Too many Pies in the sky?

Collingwood’s loss has been Collingwood’s gain. In the absence of No.1 ruckman Brodie Grundy since round six, Darcy Cameron has stepped up to have his best season and Mason Cox his best since 2018, a grand final year. The Magpies were 3-3 with Grundy, 13-4 since.

Both are proud, Cameron that he’s been able to rise to the challenge, Cox that he has demonstrated his versatility after playing most of his career as a forward and relieving ruck.

Darcy Cameron and Mason Cox have become a tandem.Credit:Getty Images.

Cox said still being the tallest player in the AFL helped. He’s watching out for Richmond’s Mate Colina, a friend and occasional lunch companion, who is two centimetres taller, but hasn’t played a senior game yet. “I’m clinging on,” he said.

Cox said opportunity was all. “Brodie getting injured is tough for the team, but it opened a door for me,” he said. “I’m going to try to make the most of it. It’s taken the whole of my career.”

But the upgraded performance of Cox and Cameron gives rise to a delicate question, made touchier still by the endless swirl of speculation about Grundy’s future: If he stays at Collingwood next year, as he wants, can all three fit into the same side?

Cox sidesteps nimbly. “I don’t know. I don’t get paid enough to make those decisions,” he said. “Whatever happens, happens. I’m not going to influence it in any way.”

Mason Cox this week.Credit:Jason South.

Cox said Grundy has been an important influence on his career and was a mate. “I said to Brodie recently, ‘No matter what happens, in 10 or 20 years’ time, when we’re both retired, we’re still going to be mates’,” he said.

“What’s important to me is his friendship and that he’s OK from a mental health stance.”

Darcy Cameron this week.Credit:Jason South

Cameron said competition was not necessarily bad. “There are going to be times in teams where people are fighting for positions,” he said. “Whether it’s me and Brodie, or Coxy and Brodie, or me and Coxy as it has been since I got here until this year. I’ll leave that one up to the coaches.”

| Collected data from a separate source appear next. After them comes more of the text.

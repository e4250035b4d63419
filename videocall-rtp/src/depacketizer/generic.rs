/*
 * Copyright 2025 Security Union LLC
 *
 * Licensed under either of
 *
 * * Apache License, Version 2.0
 *   (http://www.apache.org/licenses/LICENSE-2.0)
 * * MIT license
 *   (http://opensource.org/licenses/MIT)
 *
 * at your option.
 *
 * Unless you explicitly state otherwise, any contribution intentionally
 * submitted for inclusion in the work by you, as defined in the Apache-2.0
 * license, shall be dual licensed as above, without any additional terms or
 * conditions.
 */

//! Legacy generic packetization: one header byte with key frame and first
//! packet flags, optionally followed by a 15 bit picture id.

use super::{Depacketizer, ParsedPayload};
use crate::error::{Result, RtpError};
use crate::frame::FrameType;
use crate::video_header::{CodecHeader, LegacyGenericHeader, VideoCodec, VideoHeader};

const KEY_FRAME_BIT: u8 = 0x01;
const FIRST_PACKET_BIT: u8 = 0x02;
const EXTENDED_HEADER_BIT: u8 = 0x04;
const GENERIC_HEADER_LENGTH: usize = 1;
const EXTENDED_HEADER_LENGTH: usize = 2;

#[derive(Debug, Default, Clone, Copy)]
pub struct GenericDepacketizer;

impl Depacketizer for GenericDepacketizer {
    fn parse(&self, rtp_payload: &[u8]) -> Result<ParsedPayload> {
        let Some(&flags) = rtp_payload.first() else {
            return Err(RtpError::MalformedPayload(
                "empty generic payload".to_string(),
            ));
        };

        let mut video_header = VideoHeader::new(VideoCodec::Generic);
        video_header.frame_type = if flags & KEY_FRAME_BIT != 0 {
            FrameType::KeyFrame
        } else {
            FrameType::DeltaFrame
        };
        video_header.is_first_packet_in_frame = flags & FIRST_PACKET_BIT != 0;

        let mut offset = GENERIC_HEADER_LENGTH;
        if flags & EXTENDED_HEADER_BIT != 0 {
            if rtp_payload.len() < GENERIC_HEADER_LENGTH + EXTENDED_HEADER_LENGTH {
                return Err(RtpError::truncated("generic extended header"));
            }
            let picture_id = (u16::from(rtp_payload[1] & 0x7f) << 8) | u16::from(rtp_payload[2]);
            video_header.codec_header = CodecHeader::Generic(LegacyGenericHeader { picture_id });
            offset += EXTENDED_HEADER_LENGTH;
        }

        Ok(ParsedPayload {
            video_header,
            payload: rtp_payload[offset..].to_vec(),
        })
    }
}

The showing of Cox and Cameron is a distillation of Collingwood’s season of serendipity, far surpassing even internal expectations. The players know it. “I don’t think anyone’s experienced anything like it in a season of football before,” said Cameron. “I feel seriously privileged to be a part of it. It’s been so much fun.”

Even narrow defeat at Geelong’s hands in front of the biggest crowd Cameron has played before had an epic quality. “It was an unbelievable game,” he said. “The intensity, the crowd noise, the atmosphere: I’ll always remember it despite losing.”

The ride’s not over, but it’s been hazardously re-routed via a cut-throat semi-final and a preliminary final in Sydney. Cameron said confidence remained undampened. “It would be just another great story for the Collingwood Magpies this year if we did it that way,” he said.

Mason Cox with coach and friend Craig McRae.Credit:Getty Images

Cox’s whole seven-year AFL career has been a fable, and the wonder is not lost on him yet. “The whole thing doesn’t make sense to me still,” he said. “Every now and then, before a game maybe, I’ll look out, and then I’ll think back to the first day I walked into the club. It’s been a hell of a ride.

“I’ve been to the point where I thought my career was going to end. Then I had this year, then was able to get a contract for next year. When that happens, you realise that moments like playing in front of 91,000 are very fleeting. You’ve got to take them for what they are and make the most of them.”

The twist for Cox this year is that the man who taught him to play football and became his neighbour and friend is now his coach. Craig McRae tutored the neophyte Cox in a previous stint at Collingwood and remained a mentor even after he left.

“Sometimes it’s a bit awkward for two mates for one to be a boss and one to be a player,” Cox said. “That can be difficult. But we’ve had those harder chats when we needed to have them. And no matter what happens, we’re going to be mates.”

Cox said he saw McRae’s success coming. “I always knew he was someone who practised gratitude and appreciation and went about things the right way,” he said. “I knew he’d be able to change this culture.”

A characteristic of Collingwood’s season is that they have won many games despite most statistical indicators running strong against them. Cox and Cameron both said that the Pies were aware of the numbers and conscientious about improving their contested ball, for instance, but in the end dwelt only on the numbers on the scoreboard.

Darcy Cameron enjoys the spoils of a win.Credit:Getty Images

“It excites us if anything,” Cameron said. “We’re still performing at a high level of footy and there’s so much growth. Our best is still in front of us.”